Capacity of the two bacterial strains to activate BMDCs and to promote either Treg or Th17 T cell responses in vitro. (A) Effect of the two strains on BMDC maturation. BMDCs derived from C57BL/6J mice were stimulated for 24 hrs by bacteria (10:1) and the expression of activation markers CD40, CD80, CD86 and MHCII was followed by flow cytometry. Isotype control is represented by open histogram with dotted line. Expression of activation markers on nonstimulated BMDCs is represented by an open histrogram with solid line. Expression of activation markers on BMDCs stimulated by bacteria is shown by a filled histogram (red for Bl 5764 and blue for Lr 5454). Percentages of positive cells ± SEM are indicated. Representative results of 6 independent experiments are shown. (B) Comparison of MFI (Mean of Fluorescence Intensity) of activation markers.

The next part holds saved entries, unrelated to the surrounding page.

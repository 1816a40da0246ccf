use std::any::Any;
use std::collections::HashMap;
use std::future::Future;
use std::sync::{Arc, Weak};
use std::time::Duration;

use futures::future::BoxFuture;
use futures::FutureExt;
use parking_lot::{Mutex, RwLock};
use tokio::sync::watch;
use tokio::time::{Instant, MissedTickBehavior};
use tokio_util::sync::CancellationToken;
use tracing::{debug, info, warn};

use kubedeck_transport::ApiError;

use crate::query::{Query, QueryStatus};
use crate::{CachePolicies, InvalidationPolicy, KeyPattern, QueryKey, ResourceClass, StalenessPolicy};

pub(crate) type AnyData = Arc<dyn Any + Send + Sync>;

type Fetcher = Arc<dyn Fn() -> BoxFuture<'static, Result<AnyData, ApiError>> + Send + Sync>;

/// What subscribers of an entry observe
#[derive(Clone)]
pub(crate) struct Snapshot {
    pub status: QueryStatus,
    pub is_fetching: bool,
    pub data: Option<AnyData>,
    pub error: Option<Arc<ApiError>>,
    pub updated_at: Option<Instant>,
}

impl Default for Snapshot {
    fn default() -> Self {
        Self {
            status: QueryStatus::Idle,
            is_fetching: false,
            data: None,
            error: None,
            updated_at: None,
        }
    }
}

#[derive(Default)]
struct EntryState {
    subscribers: usize,
    in_flight: bool,

    /// Another fetch was requested while one was running
    refetch_pending: bool,

    /// Marked stale by an invalidation
    invalidated: bool,

    /// When data last arrived; errors leave it unset
    data_updated_at: Option<Instant>,

    interval_started: bool,
}

/// One cache slot
pub(crate) struct Entry {
    pub key: QueryKey,
    policy: StalenessPolicy,
    fetcher: Fetcher,
    state: Mutex<EntryState>,
    tx: watch::Sender<Snapshot>,
    cancel: CancellationToken,
}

Bacteria-primed BMDCs were co-cultured with naïve CD4⁺ T cells (1:10) for 6 days. (C) Detection of Tregs (CD4⁺CD25⁺FoxP3⁺) identified from population of CD4⁺ T cells according to the presence of cell surface marker CD25 (PE) and intracellular transcription marker FoxP3 (PE-Cy5) by flow cytometry; representative dot plots with mean and SEM from 6 independent experiments. (D) Detection of intracellular cytokines IL-10, IL-17A and IL-17F in CD4⁺ T cells. *Refers to the comparisons of bacteria-treated cells versus untreated cells; *p < 0.05, **p < 0.01, ***p < 0.001.